Jessica Biel, Mark Zuckerberg… e i patti prematrimoniali: anche in Italia?
21 Ottobre 2013 - di Claudia Montanari
ROMA – Mettere tutto nero su bianco, prima del matrimonio. Gli avvocati italiani si sono schierati compatti a favore dell’introduzione, anche nella nostra nazione, dei patti prematrimoniali, al centro di un dibattito che si è
svolto il 20 Ottobre al Forum della Famiglia di Napoli.
Oltreoceano i “prenuptials” -come sono chiamati i patti prematrimoniali– vanno per la maggiore. Scrive Elvira Serra sul Corriere della Sera:
“Fece scuola Jackie O. Quando sposò in seconde nozze il brutto e ricco Aristotele Onassis, nel 1968, Jacqueline Kennedy gli fece firmare un innocente contratto prematrimoniale che obbligava lei a non più di un rapporto sessuale al mese e lui a pagare una serie di spesucce, sempre e comunque: per i tradimenti, per le emicranie, per i piccoli acquisti in libera uscita (tre miliardi l’anno di argent de poche ). La classe media puritana statunitense si scandalizzò. Ma la vedova di Jfk sarebbe stata solo la prima e di sicuro la più lungimirante“.
Negli Usa ormai sono all’ordine del giorno tra gli sposi, soprattutto quando di mezzo ci sono star del cinema e dello sport o magnati dell’economia, ma qui in Italia le cose vanno diversamente. Si legge sul Corriere della Sera:
“Per carità: qui nessuno si sognerebbe di mettere per iscritto quante volte bisogna fare l’amore alla settimana, come ha chiesto la dolce Priscilla Chan a Mark Zuckerberg (una), il suo promesso sposo Facebook dipendente; e suonerebbe ridicolo strappare un abbonamento a vita per sé e famiglia alle partite dei Los Angeles Lakers, come ha preteso la star dei reality show Khloé Kardashian dal marito Lamar Odom, stella della Nba (oltre a una «paghetta» di mille dollari al mese soltanto per le cure di bellezza)”.

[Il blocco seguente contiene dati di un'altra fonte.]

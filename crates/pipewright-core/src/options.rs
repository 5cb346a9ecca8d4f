//! Per-run options shared by assembly, steps and artifact collection.

use std::fmt;
use std::path::PathBuf;

use crate::environment::{EnvMap, Environment};
use crate::pipeline::PipelineKind;

/// Default root of pipeline paths inside the container.
pub const DEFAULT_GUEST_ROOT: &str = "/pipeline";

/// Identity, naming and path configuration for one run.
///
/// Built once by the caller and never mutated by the core.
#[derive(Clone)]
pub struct GlobalOptions {
    pub application_id: String,
    pub application_name: String,
    pub application_owner_name: String,
    /// Set for deploy runs.
    pub deploy_id: String,
    /// Set for build runs.
    pub build_id: String,
    /// Base URL of the web UI, used for build and deploy links.
    pub base_url: String,
    /// Explicit image tag.
    pub tag: Option<String>,
    /// Explicit image commit message.
    pub message: Option<String>,
    /// Root of pipeline paths inside the container.
    pub guest_root: String,
    /// Host directory that holds one working directory per run.
    pub host_root: PathBuf,
    /// Project directory relative to the guest source path.
    pub source_dir: String,
    /// Environment of the invoking process.
    pub host_env: Environment,
    /// Registry and package mirror variables.
    pub mirror_env: EnvMap,
}

impl Default for GlobalOptions {
    fn default() -> Self {
        Self {
            application_id: String::new(),
            application_name: String::new(),
            application_owner_name: String::new(),
            deploy_id: String::new(),
            build_id: String::new(),
            base_url: String::new(),
            tag: None,
            message: None,
            guest_root: DEFAULT_GUEST_ROOT.to_string(),
            host_root: PathBuf::from(".pipewright"),
            source_dir: String::new(),
            host_env: Environment::new(),
            mirror_env: EnvMap::new(),
        }
    }
}

impl fmt::Debug for GlobalOptions {
    // The host environment holds unprefixed `XXX_` secrets; only names are shown.
    fn fmt(&self, f: &mut fmt::Formatter<'_>) -> fmt::Result {
        let host_env: Vec<&str> = self
            .host_env
            .vars()
            .names()
            .chain(self.host_env.hidden().names())
            .collect();
        f.debug_struct("GlobalOptions")
            .field("application_id", &self.application_id)
            .field("application_name", &self.application_name)
            .field("application_owner_name", &self.application_owner_name)
            .field("deploy_id", &self.deploy_id)
            .field("build_id", &self.build_id)
            .field("base_url", &self.base_url)
            .field("tag", &self.tag)
            .field("message", &self.message)
            .field("guest_root", &self.guest_root)
            .field("host_root", &self.host_root)
            .field("source_dir", &self.source_dir)
            .field("host_env", &host_env)
            .field("mirror_env", &self.mirror_env)
            .finish()
    }
}

impl GlobalOptions {
    /// `name` under the guest root, e.g. `/pipeline/output`.
    pub fn guest_path(&self, name: &str) -> String {
        join_guest(&self.guest_root, name)
    }

    /// `name` under the host directory of this `kind` of run.
    ///
    /// The run id is part of the path, so concurrent runs never share a
    /// destination.
    pub fn host_path(&self, kind: PipelineKind, name: &str) -> PathBuf {
        self.host_root.join(kind.run_id(self)).join(name)
    }

    /// Where the project source lives inside the container.
    pub fn source_path(&self) -> String {
        let source = self.guest_path("source");
        if self.source_dir.is_empty() {
            source
        } else {
            join_guest(&source, &self.source_dir)
        }
    }

    /// The tag, if one was given and is non-empty.
    pub fn explicit_tag(&self) -> Option<&str> {
        self.tag.as_deref().filter(|t| !t.is_empty())
    }

    /// The message, if one was given and is non-empty.
    pub fn explicit_message(&self) -> Option<&str> {
        self.message.as_deref().filter(|m| !m.is_empty())
    }
}

fn join_guest(root: &str, name: &str) -> String {
    let name = name.trim_matches('/');
    if name.is_empty() {
        return root.to_string();
    }
    format!("{}/{}", root.trim_end_matches('/'), name)
}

Per i matrimonialisti italiani la questione è soprattutto economica:
“Si eviterebbero inutili rimbalzi di carte bollate se, almeno sul piano economico, le cose fossero messe in chiaro prima. Perché la separazione non è mai portatrice sana di buoni sentimenti. «Un civile divorzio è una contraddizione in termini» dice a un certo punto Danny De Vito, avvocato di famiglia per esigenze di copione nella Guerra dei Roses . E lo ricorda anche la sua collega «reale» Laura Hoesch, del Foro di Milano, sulla base della lunga esperienza: «Tutte le separazioni avvengono in una dimensione di rancore, di diritti violati e di pretese risarcitorie che sono molto legate agli stati d’animo che nulla hanno a che fare con il contesto vero e proprio». Ecco perché secondo lei bisognerebbe cominciare a fare i prenuptial . «Purtroppo siamo così condizionati da questa cultura stereotipata che, se uno li chiede, sembra non abbia sentimenti».
“Bernardini de Pace se ne infischia e già li fa. «E non si è ancora lasciata nessuna delle coppie che da me hanno firmato un patto confezionato su misura per loro, stabilendo, per esempio, quanta parte dello stipendio vada versata nel conto comune o quanti soldi debbano essere destinati alle emergenze, ai viaggi, ai vestiti» racconta con orgoglio. Basterebbe la felice statistica a promuoverli. Ma restano i problemi: «Uno su tutti il notaio, che si limita ad autenticare di malumore la scrittura privata. E invece sarà tutta fatica risparmiata se ci si troverà mai davanti a un giudice, che non dovrà diventar matto a calcolare il tenore di vita»”.
“All’estero esistono almeno cinquanta tipi di patti prematrimoniali: con le clausole c’è da sbizzarrirsi. Jessica Biel riceverà mezzo milione di dollari se il marito Justin Timberlake la tradirà; Keith Urban, consorte di Nicole Kidman, se farà ancora uso di droghe non avrà diritto a un bel niente, oltre al divorzio. Ma non bisogna esagerare con le richieste: l’ereditiera Jemima Goldsmith, in predicato di nozze con Hugh Grant, aveva preteso nel contratto che lui stesse alla larga dai quartieri a luci rosse di qualunque città del mondo (visti i precedenti) e che fosse «videoreperibile» in ogni momento sul telefonino. Non si sono sposati più“.